Consider the Opposite

Consider the Opposite

How do we think about things now? How to refresh our thinking? How to re-frame, retrain our brains, how to shift or jostle or shine up our thinking? For me, I’ve been wanting to reset my brain, freshen up my thoughts, reconvene on worn subjects. I want to see anew, think more creatively. I want sparks! This seems like an opportune time, the proper juncture.

One of the secrets to being creative, and to creative thought is this: (which is really no secret): the more creative you are the more creative you are. So if you do one fun and creative thing in say, photography, then when you go back to the page to write something, it somehow seems to boost your ability there to think in new ways. Another secret is that, for example, before I go out to take photos, I often flip through some coffee table books of photos by my favourite photographers, or if I’m doing portraits, I look through Pinterest. When I’m writing poetry, I read some favourite or brand new to me poems. If I’m writing an essay I might read a paragraph or two from an admired essayist. Etc. You see where I’m going here. When I was in university doing my undergraduate in English literature, (pre-internet and AI etc), I learned that the trick to getting a good mark on an essay was to go and read a bunch of criticism — not even necessarily on the topic at hand. Just essays that you admire written by scholars. And then, what you do is forget whatever it is you’ve read or seen, and write your own thing. Maybe this method seems quaint these days — creative absorption — but it helped me to get thinking in the proper direction.

A lot of it comes down to play, and to turning things around, to see from another angle. To shift things. To pun and put together odd things. To juxtapose. When I took the photo of the rose in the coke bottle, I’d initially planned to drink the coke and then replace it with water. But then, it seemed like it would be more fun to put the rose into the coke. And then initially I put it on top of a book of women photographers, but then it seemed interesting to put it on top of the book nature morte. I took the photo one day with the bud of the rose quite closed up. The outer petals were quite muted. And then I cracked open another coke a couple of days later when the flower had opened. This is all fine, right? I find the photos amusing, if nothing else. But what happened next was that I came up with three new ideas for the book I’m writing. Coincidence? Maybe.

I’ve had many people mention how useful was the first piece of advice in a post I wrote in 2019: Consider the Opposite. It’s a good exercise in general, I think, and I use it on the regular.
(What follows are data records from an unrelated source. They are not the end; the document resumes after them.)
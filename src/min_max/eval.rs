use strum::IntoEnumIterator;

use crate::board::{CellState, Direction, GameBoard};

pub fn evaluate(board: &GameBoard, player: CellState, opponent: CellState, run_length: usize) -> i32 {
    let mut score = 0;
    for position in board.free_cells() {
        for direction in Direction::iter() {
            let (own, other) = board.ray(position.row, position.col, direction, 1..run_length)
                .fold((0, 0), |(own, other), cell| {
                    if cell == player {
                        (own + 1, other)
                    } else if cell == opponent {
                        (own, other + 1)
                    } else {
                        (own, other)
                    }
                });
            if other == 0 {
                score += own * own;
            }
            if own == 0 {
                score -= other * other;
            }
        }
    }
    score
}
pub mod guard;
pub mod strategy;

use std::fmt::{Display, Formatter};

use itertools::iproduct;
use strum::IntoEnumIterator;
use strum_macros::EnumIter;

use crate::board::guard::PlacedMove;
use crate::min_max::Player;

#[derive(Debug, Copy, Clone, Hash, Eq, PartialEq)]
pub enum CellState {
    EMPTY,
    X,
    O,
}

impl CellState {
    pub fn symbol(self) -> char {
        match self {
            CellState::EMPTY => '.',
            CellState::X => 'X',
            CellState::O => 'O',
        }
    }
}

impl From<Player> for CellState {
    fn from(player: Player) -> Self {
        match player {
            Player::Max => CellState::O,
            Player::Min => CellState::X,
        }
    }
}

#[derive(Debug, Copy, Clone, Hash, Eq, PartialEq)]
pub enum BoardStatus {
    MaxWon,
    MinWon,
    Draw,
    Ongoing,
}

#[derive(EnumIter, Debug, Copy, Clone, Hash, Eq, PartialEq)]
pub enum Direction {
    Right,
    Down,
    DownRight,
    DownLeft,
}

impl Direction {
    pub fn delta(self) -> (isize, isize) {
        match self {
            Direction::Right => (0, 1),
            Direction::Down => (1, 0),
            Direction::DownRight => (1, 1),
            Direction::DownLeft => (1, -1),
        }
    }
}

#[derive(Debug, Copy, Clone, Hash, Eq, PartialEq)]
pub struct Move {
    pub row: usize,
    pub col: usize,
}

impl Move {
    pub fn new(row: usize, col: usize) -> Self {
        Self { row, col }
    }
}

impl Display for Move {
    fn fmt(&self, f: &mut Formatter<'_>) -> std::fmt::Result {
        write!(f, "({}, {})", self.row, self.col)
    }
}

#[derive(Debug, Clone, Hash, Eq, PartialEq)]
pub struct GameBoard {
    size: usize,
    cells: Vec<CellState>,
}

impl GameBoard {
    pub fn new(size: usize) -> Self {
        Self { size, cells: vec![CellState::EMPTY; size * size] }
    }

    pub fn size(&self) -> usize {
        self.size
    }

    pub fn get(&self, row: usize, col: usize) -> Option<CellState> {
        if row < self.size && col < self.size {
            Some(self.cells[row * self.size + col])
        } else {
            None
        }
    }

    // out of range is never free
    pub fn is_free(&self, row: usize, col: usize) -> bool {
        self.get(row, col) == Some(CellState::EMPTY)
    }

    pub fn place(&mut self, row: usize, col: usize, mark: CellState) {
        debug_assert!(self.is_free(row, col), "cell ({}, {}) is not free", row, col);
        self.cells[row * self.size + col] = mark;
    }

    pub fn clear(&mut self, row: usize, col: usize) {
        self.cells[row * self.size + col] = CellState::EMPTY;
    }

    pub fn place_scoped(&mut self, position: Move, mark: CellState) -> PlacedMove<'_> {
        PlacedMove::new(self, position, mark)
    }

    pub fn free_cells(&self) -> impl Iterator<Item=Move> + '_ {
        iproduct!(0..self.size, 0..self.size)
            .filter(move |&(row, col)| self.is_free(row, col))
            .map(|(row, col)| Move::new(row, col))
    }

    pub fn is_full(&self) -> bool {
        self.cells.iter().all(|&cell| cell != CellState::EMPTY)
    }

    fn offset(&self, row: usize, col: usize, direction: Direction, distance: usize) -> Option<(usize, usize)> {
        let (d_row, d_col) = direction.delta();
        let row = row as isize + d_row * distance as isize;
        let col = col as isize + d_col * distance as isize;
        let size = self.size as isize;
        if row < 0 || col < 0 || row >= size || col >= size {
            None
        } else {
            Some((row as usize, col as usize))
        }
    }

    pub fn ray(
        &self,
        row: usize,
        col: usize,
        direction: Direction,
        distances: std::ops::Range<usize>,
    ) -> impl Iterator<Item=CellState> + '_ {
        distances
            .filter_map(move |distance| self.offset(row, col, direction, distance))
            .map(move |(row, col)| self.cells[row * self.size + col])
    }

    fn has_run(&self, row: usize, col: usize, direction: Direction, run_length: usize, mark: CellState) -> bool {
        (0..run_length).all(|distance| {
            self.offset(row, col, direction, distance)
                .map_or(false, |(row, col)| self.cells[row * self.size + col] == mark)
        })
    }

    pub fn has_win(&self, run_length: usize, mark: CellState) -> bool {
        self.has_win_scanning(run_length, mark, Direction::iter())
    }

    pub fn has_win_scanning<D>(&self, run_length: usize, mark: CellState, directions: D) -> bool
        where D: IntoIterator<Item=Direction> + Clone
    {
        iproduct!(0..self.size, 0..self.size).any(|(row, col)| {
            directions.clone().into_iter().any(|direction| self.has_run(row, col, direction, run_length, mark))
        })
    }

    pub fn status(&self, run_length: usize) -> BoardStatus {
        if self.has_win(run_length, CellState::from(Player::Max)) {
            BoardStatus::MaxWon
        } else if self.has_win(run_length, CellState::from(Player::Min)) {
            BoardStatus::MinWon
        } else if self.is_full() {
            BoardStatus::Draw
        } else {
            BoardStatus::Ongoing
        }
    }
}

impl Display for GameBoard {
    fn fmt(&self, f: &mut Formatter<'_>) -> std::fmt::Result {
        let width = self.size.saturating_sub(1).to_string().len();
        write!(f, "{:>width$}", "", width = width)?;
        for col in 0..self.size {
            write!(f, " {:>width$}", col, width = width)?;
        }
        writeln!(f)?;
        for row in 0..self.size {
            write!(f, "{:>width$}", row, width = width)?;
            for col in 0..self.size {
                write!(f, " {:>width$}", self.cells[row * self.size + col].symbol(), width = width)?;
            }
            writeln!(f)?;
        }
        Ok(())
    }
}

#[cfg(test)]
pub(crate) mod fixtures {
    use itertools::iproduct;
    use rand::Rng;

    use super::*;

    pub fn board(rows: &[&str]) -> GameBoard {
        let mut board = GameBoard::new(rows.len());
        for (row, line) in rows.iter().enumerate() {
            assert_eq!(line.len(), rows.len(), "row {} is not {} wide", row, rows.len());
            for (col, symbol) in line.chars().enumerate() {
                match symbol {
                    '.' => {}
                    'X' => board.place(row, col, CellState::X),
                    'O' => board.place(row, col, CellState::O),
                    other => panic!("unknown cell symbol {:?}", other),
                }
            }
        }
        board
    }

    pub fn random_board<R: Rng>(rng: &mut R, size: usize) -> GameBoard {
        let mut board = GameBoard::new(size);
        for (row, col) in iproduct!(0..size, 0..size) {
            match rng.gen_range(0..3) {
                0 => board.place(row, col, CellState::X),
                1 => board.place(row, col, CellState::O),
                _ => {}
            }
        }
        board
    }

    // reachable by alternating play and not yet won, returns the side to move
    pub fn random_position<R: Rng>(rng: &mut R, size: usize, run_length: usize, moves: usize) -> (GameBoard, Player) {
        loop {
            let mut board = GameBoard::new(size);
            let mut side = Player::Min;
            let mut finished = false;
            for _ in 0..moves {
                let free = board.free_cells().collect::<Vec<_>>();
                let position = free[rng.gen_range(0..free.len())];
                board.place(position.row, position.col, CellState::from(side));
                if board.has_win(run_length, CellState::from(side)) {
                    finished = true;
                    break;
                }
                side = !side;
            }
            if !finished {
                return (board, side);
            }
        }
    }
}
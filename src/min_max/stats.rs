pub trait Stats {
    fn record_node(&mut self);
    fn record_terminal(&mut self);
    fn record_prune(&mut self);
    fn record_deadline_cutoff(&mut self);
    fn record_state_scored(&mut self);
}

#[cfg(test)]
#[derive(Debug, Default)]
pub struct NullStats;

#[cfg(test)]
impl Stats for NullStats {
    fn record_node(&mut self) {}
    fn record_terminal(&mut self) {}
    fn record_prune(&mut self) {}
    fn record_deadline_cutoff(&mut self) {}
    fn record_state_scored(&mut self) {}
}

#[derive(Debug, Default, Clone, Eq, PartialEq)]
pub struct SimpleStats {
    pub node_count: u64,
    pub terminal_count: u64,
    pub prune_count: u64,
    pub deadline_cutoff_count: u64,
    pub state_scored_count: u64,
}

impl Stats for SimpleStats {
    fn record_node(&mut self) {
        self.node_count += 1;
    }

    fn record_terminal(&mut self) {
        self.terminal_count += 1;
    }

    fn record_prune(&mut self) {
        self.prune_count += 1;
    }

    fn record_deadline_cutoff(&mut self) {
        self.deadline_cutoff_count += 1;
    }

    fn record_state_scored(&mut self) {
        self.state_scored_count += 1;
    }
}
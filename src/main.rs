mod board;
mod config;
mod engine;
mod game;
mod min_max;

use std::io;

use anyhow::{bail, Context, Result};

use crate::config::{EngineConfig, GameConfig};
use crate::game::{prompt_game_config, Game, Outcome};

fn parse_args<I: Iterator<Item=String>>(mut args: I) -> Result<Option<GameConfig>> {
    let (size, run_length) = match (args.next(), args.next()) {
        (None, _) => return Ok(None),
        (Some(size), Some(run_length)) => (size, run_length),
        (Some(_), None) => bail!("usage: n-in-a-row [<size> <run_length>]"),
    };
    let size = size.parse().with_context(|| format!("invalid grid size {:?}", size))?;
    let run_length = run_length.parse().with_context(|| format!("invalid run length {:?}", run_length))?;
    Ok(Some(GameConfig::new(size, run_length)?))
}

fn main() -> Result<()> {
    env_logger::Builder::from_env(env_logger::Env::default().default_filter_or("info")).init();

    let engine_config = EngineConfig::from_env()?;
    let mut input = io::stdin().lock();
    let mut output = io::stdout().lock();
    let game_config = match parse_args(std::env::args().skip(1))? {
        Some(config) => config,
        None => prompt_game_config(&mut input, &mut output)?,
    };
    log::debug!("starting {:?} with {:?}", game_config, engine_config);

    match Game::new(game_config, engine_config, input, output).play()? {
        Outcome::Won(player) => log::info!("game over, {:?} won", player),
        Outcome::Draw => log::info!("game over, draw"),
    }
    Ok(())
}

#[cfg(test)]
mod test {
    use crate::config::GameConfig;
    use crate::parse_args;

    fn args(values: &[&str]) -> impl Iterator<Item=String> {
        values.iter().map(|value| value.to_string()).collect::<Vec<_>>().into_iter()
    }

    #[test]
    fn dimensions_from_args() {
        assert_eq!(parse_args(args(&[])).unwrap(), None);
        assert_eq!(parse_args(args(&["5", "4"])).unwrap(), Some(GameConfig { size: 5, run_length: 4 }));
        assert!(parse_args(args(&["5"])).is_err());
        assert!(parse_args(args(&["five", "4"])).is_err());
        assert!(parse_args(args(&["3", "4"])).is_err());
    }
}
I recently came across two examples of thinking about things differently in the same day. One I had read before, and it’s in the book by James Elkins titled, What Painting Is. He talks about how painters think in paint. And it’s something I know because I once attempted to paint on the regular, years ago, but also because I watch this process on a daily basis because my partner has his studio in the basement. So James Elkins muses:

“What kinds of problems, and what kinds of meanings, happen in the paint? Or as one historian puts it, What is thinking in painting, as opposed to thinking about painting.”

“To a painter, it is the life’s blood: a substance so utterly entrancing, infuriating, and ravishingly beautiful that it makes it worthwhile to go back into the studio every morning, year after year, for an entire lifetime. As the decades go by, a painter’s life becomes a life lived with oil paint, a story told in the thicknesses of oil. Any history of painting that does not take that obsession seriously is incomplete.”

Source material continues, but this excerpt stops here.